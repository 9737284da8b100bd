//! Configuration loading and parsing for vbscope
//!
//! Provides functionality to load and parse `vbscope.toml` configuration files.

use serde::Deserialize;
use std::collections::{HashMap, HashSet};
use std::path::{Path, PathBuf};

use crate::diagnostic::{DiagnosticCode, Severity};

pub const CONFIG_FILENAME: &str = "vbscope.toml";
pub const DEFAULT_MAX_DOCUMENT_LINES: usize = 1500;

const KNOWN_TOP_LEVEL_KEYS: &[&str] = &["analysis", "diagnostics"];
const KNOWN_ANALYSIS_KEYS: &[&str] = &["max_document_lines"];
const KNOWN_DIAGNOSTICS_KEYS: &[&str] = &["disabled", "severity"];

#[derive(Debug, thiserror::Error)]
pub enum ConfigError {
    #[error("Failed to read config file '{path}': {source}")]
    ReadError {
        path: PathBuf,
        source: std::io::Error,
    },
    #[error("Invalid TOML in '{path}': {message}")]
    ParseError { path: PathBuf, message: String },
}

#[derive(Debug, Clone, Default)]
pub struct ConfigResult {
    pub config: Config,
    pub warnings: Vec<String>,
}

#[derive(Debug, Clone, Default, Deserialize, PartialEq)]
#[serde(default)]
pub struct Config {
    pub analysis: AnalysisConfig,
    pub diagnostics: DiagnosticsConfig,
}

#[derive(Debug, Clone, Deserialize, PartialEq)]
#[serde(default)]
pub struct AnalysisConfig {
    /// Documents longer than this are not analysed.
    pub max_document_lines: usize,
}

impl Default for AnalysisConfig {
    fn default() -> Self {
        Self {
            max_document_lines: DEFAULT_MAX_DOCUMENT_LINES,
        }
    }
}

#[derive(Debug, Clone, Default, Deserialize, PartialEq)]
#[serde(default)]
pub struct DiagnosticsConfig {
    pub disabled: Vec<String>,
    pub severity: HashMap<String, SeverityValue>,
}

#[derive(Debug, Clone, Copy, Deserialize, PartialEq)]
#[serde(rename_all = "lowercase")]
pub enum SeverityValue {
    Error,
    Warning,
    #[serde(alias = "info")]
    Information,
    Hint,
}

impl From<SeverityValue> for Severity {
    fn from(value: SeverityValue) -> Self {
        match value {
            SeverityValue::Error => Severity::Error,
            SeverityValue::Warning => Severity::Warning,
            SeverityValue::Information => Severity::Information,
            SeverityValue::Hint => Severity::Hint,
        }
    }
}

impl Config {
    pub fn is_disabled(&self, code: DiagnosticCode) -> bool {
        self.diagnostics.disabled.iter().any(|id| id == code.as_str())
    }

    pub fn severity_override(&self, code: DiagnosticCode) -> Option<Severity> {
        self.diagnostics
            .severity
            .get(code.as_str())
            .copied()
            .map(Severity::from)
    }
}

pub fn find_config_file(start_dir: &Path) -> Option<PathBuf> {
    let mut current = start_dir.to_path_buf();
    loop {
        let config_path = current.join(CONFIG_FILENAME);
        if config_path.exists() {
            return Some(config_path);
        }
        if !current.pop() {
            return None;
        }
    }
}

pub fn load_config(path: &Path) -> Result<Config, ConfigError> {
    load_config_with_warnings(path).map(|result| result.config)
}

pub fn load_config_with_warnings(path: &Path) -> Result<ConfigResult, ConfigError> {
    let content = std::fs::read_to_string(path).map_err(|e| ConfigError::ReadError {
        path: path.to_path_buf(),
        source: e,
    })?;

    let config: Config = toml::from_str(&content).map_err(|e| ConfigError::ParseError {
        path: path.to_path_buf(),
        message: e.message().to_string(),
    })?;

    let mut warnings = detect_unknown_keys(&content);
    warnings.extend(detect_unknown_codes(&config));

    Ok(ConfigResult { config, warnings })
}

fn detect_unknown_keys(content: &str) -> Vec<String> {
    let mut warnings = Vec::new();

    let table: toml::Table = match content.parse() {
        Ok(t) => t,
        Err(_) => return warnings,
    };

    let known_top: HashSet<&str> = KNOWN_TOP_LEVEL_KEYS.iter().copied().collect();
    for key in table.keys() {
        if !known_top.contains(key.as_str()) {
            warnings.push(format!("Unknown config option: '{}'", key));
        }
    }

    for (section, known) in [
        ("analysis", KNOWN_ANALYSIS_KEYS),
        ("diagnostics", KNOWN_DIAGNOSTICS_KEYS),
    ] {
        if let Some(toml::Value::Table(values)) = table.get(section) {
            for key in values.keys() {
                if !known.contains(&key.as_str()) {
                    warnings.push(format!("Unknown config option in [{}]: '{}'", section, key));
                }
            }
        }
    }

    warnings
}

fn detect_unknown_codes(config: &Config) -> Vec<String> {
    let mut ids: Vec<&String> = config.diagnostics.disabled.iter().collect();
    ids.extend(config.diagnostics.severity.keys());
    ids.sort();
    ids.dedup();

    ids.into_iter()
        .filter(|id| DiagnosticCode::from_id(id).is_none())
        .map(|id| format!("Unknown diagnostic code: '{}'", id))
        .collect()
}

pub fn load_config_or_default(start_dir: &Path) -> Config {
    find_config_file(start_dir)
        .and_then(|path| load_config(&path).ok())
        .unwrap_or_default()
}

pub fn load_config_or_default_with_warnings(start_dir: &Path) -> ConfigResult {
    match find_config_file(start_dir) {
        Some(path) => load_config_with_warnings(&path).unwrap_or_else(|error| ConfigResult {
            config: Config::default(),
            warnings: vec![error.to_string()],
        }),
        None => ConfigResult::default(),
    }
}

#[cfg(test)]
mod tests {
    use super::*;
    use std::fs;

    fn create_temp_dir() -> tempfile::TempDir {
        tempfile::tempdir().expect("Failed to create temp dir")
    }

    #[test]
    fn load_config_from_file() {
        let dir = create_temp_dir();
        let config_path = dir.path().join(CONFIG_FILENAME);
        fs::write(
            &config_path,
            r#"
[analysis]
max_document_lines = 4000

[diagnostics]
disabled = ["unused-declaration"]

[diagnostics.severity]
shadowed-declaration = "hint"
"#,
        )
        .unwrap();

        let config = load_config(&config_path).unwrap();

        assert_eq!(config.analysis.max_document_lines, 4000);
        assert_eq!(config.diagnostics.disabled, vec!["unused-declaration"]);
        assert_eq!(
            config.diagnostics.severity.get("shadowed-declaration"),
            Some(&SeverityValue::Hint)
        );
        assert!(config.is_disabled(DiagnosticCode::UnusedDeclaration));
        assert!(!config.is_disabled(DiagnosticCode::AmbiguousName));
        assert_eq!(
            config.severity_override(DiagnosticCode::ShadowedDeclaration),
            Some(Severity::Hint)
        );
        assert_eq!(config.severity_override(DiagnosticCode::AmbiguousName), None);
    }

    #[test]
    fn default_config_when_missing() {
        let dir = create_temp_dir();
        let config = load_config_or_default(dir.path());

        assert_eq!(config, Config::default());
        assert_eq!(config.analysis.max_document_lines, DEFAULT_MAX_DOCUMENT_LINES);
        assert!(config.diagnostics.disabled.is_empty());
        assert!(config.diagnostics.severity.is_empty());
    }

    #[test]
    fn error_on_invalid_toml() {
        let dir = create_temp_dir();
        let config_path = dir.path().join(CONFIG_FILENAME);
        fs::write(&config_path, "this is not valid { toml }").unwrap();

        let result = load_config(&config_path);

        match result {
            Err(ConfigError::ParseError { path, message }) => {
                assert_eq!(path, config_path);
                assert!(!message.is_empty());
            }
            other => panic!("Expected ParseError, got {:?}", other),
        }
    }

    #[test]
    fn error_on_missing_file() {
        let dir = create_temp_dir();

        let result = load_config(&dir.path().join(CONFIG_FILENAME));

        assert!(matches!(result, Err(ConfigError::ReadError { .. })));
    }

    #[test]
    fn find_config_file_in_current_directory() {
        let dir = create_temp_dir();
        let config_path = dir.path().join(CONFIG_FILENAME);
        fs::write(&config_path, "").unwrap();

        let found = find_config_file(dir.path());

        assert_eq!(found, Some(config_path));
    }

    #[test]
    fn find_config_file_in_parent_directory() {
        let parent = create_temp_dir();
        let child = parent.path().join("src");
        fs::create_dir(&child).unwrap();
        let config_path = parent.path().join(CONFIG_FILENAME);
        fs::write(&config_path, "").unwrap();

        let found = find_config_file(&child);

        assert_eq!(found, Some(config_path));
    }

    #[test]
    fn partial_config_uses_defaults() {
        let dir = create_temp_dir();
        let config_path = dir.path().join(CONFIG_FILENAME);
        fs::write(&config_path, "[diagnostics]\ndisabled = [\"ambiguous-name\"]").unwrap();

        let config = load_config(&config_path).unwrap();

        assert_eq!(config.analysis, AnalysisConfig::default());
        assert_eq!(config.diagnostics.disabled, vec!["ambiguous-name"]);
    }

    #[test]
    fn severity_values_parse_correctly() {
        let dir = create_temp_dir();
        let config_path = dir.path().join(CONFIG_FILENAME);
        fs::write(
            &config_path,
            r#"
[diagnostics.severity]
duplicate-declaration = "warning"
shadowed-declaration = "error"
unused-declaration = "info"
ambiguous-name = "hint"
"#,
        )
        .unwrap();

        let config = load_config(&config_path).unwrap();
        let severity = &config.diagnostics.severity;

        assert_eq!(severity.get("duplicate-declaration"), Some(&SeverityValue::Warning));
        assert_eq!(severity.get("shadowed-declaration"), Some(&SeverityValue::Error));
        assert_eq!(severity.get("unused-declaration"), Some(&SeverityValue::Information));
        assert_eq!(severity.get("ambiguous-name"), Some(&SeverityValue::Hint));
    }

    #[test]
    fn severity_value_converts_to_severity() {
        assert_eq!(Severity::from(SeverityValue::Error), Severity::Error);
        assert_eq!(Severity::from(SeverityValue::Warning), Severity::Warning);
        assert_eq!(Severity::from(SeverityValue::Information), Severity::Information);
        assert_eq!(Severity::from(SeverityValue::Hint), Severity::Hint);
    }

    #[test]
    fn warns_on_unknown_options() {
        let dir = create_temp_dir();
        let config_path = dir.path().join(CONFIG_FILENAME);
        fs::write(
            &config_path,
            r#"
typo = true

[analysis]
max_lines = 10
"#,
        )
        .unwrap();

        let result = load_config_with_warnings(&config_path).unwrap();

        assert_eq!(result.warnings.len(), 2);
        assert!(result.warnings[0].contains("typo"));
        assert!(result.warnings[1].contains("[analysis]"));
        assert!(result.warnings[1].contains("max_lines"));
    }

    #[test]
    fn warns_on_unknown_diagnostic_codes() {
        let dir = create_temp_dir();
        let config_path = dir.path().join(CONFIG_FILENAME);
        fs::write(&config_path, "[diagnostics]\ndisabled = [\"no-such-check\"]").unwrap();

        let result = load_config_with_warnings(&config_path).unwrap();

        assert_eq!(result.warnings, vec!["Unknown diagnostic code: 'no-such-check'"]);
    }

    #[test]
    fn no_warnings_for_valid_config() {
        let dir = create_temp_dir();
        let config_path = dir.path().join(CONFIG_FILENAME);
        fs::write(
            &config_path,
            r#"
[analysis]
max_document_lines = 1500

[diagnostics]
disabled = ["unused-declaration"]

[diagnostics.severity]
variable-not-defined = "warning"
"#,
        )
        .unwrap();

        let result = load_config_with_warnings(&config_path).unwrap();

        assert!(result.warnings.is_empty());
    }

    #[test]
    fn load_config_or_default_with_warnings_returns_empty_when_no_config() {
        let dir = create_temp_dir();

        let result = load_config_or_default_with_warnings(dir.path());

        assert_eq!(result.config, Config::default());
        assert!(result.warnings.is_empty());
    }

    #[test]
    fn config_error_display_is_helpful() {
        let err = ConfigError::ParseError {
            path: PathBuf::from("/path/to/vbscope.toml"),
            message: "expected `=`".to_string(),
        };

        let msg = format!("{}", err);

        assert!(msg.contains("/path/to/vbscope.toml"));
        assert!(msg.contains("expected `=`"));
    }
}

#####

◆ **DESCRIPTION OF THE TASK**: Look through the listing above and copy each line where the string "extend" occurs.

◆ **EXPECTED OUTPUT**:
    warnings.extend(detect_unknown_codes(&config));
    ids.extend(config.diagnostics.severity.keys());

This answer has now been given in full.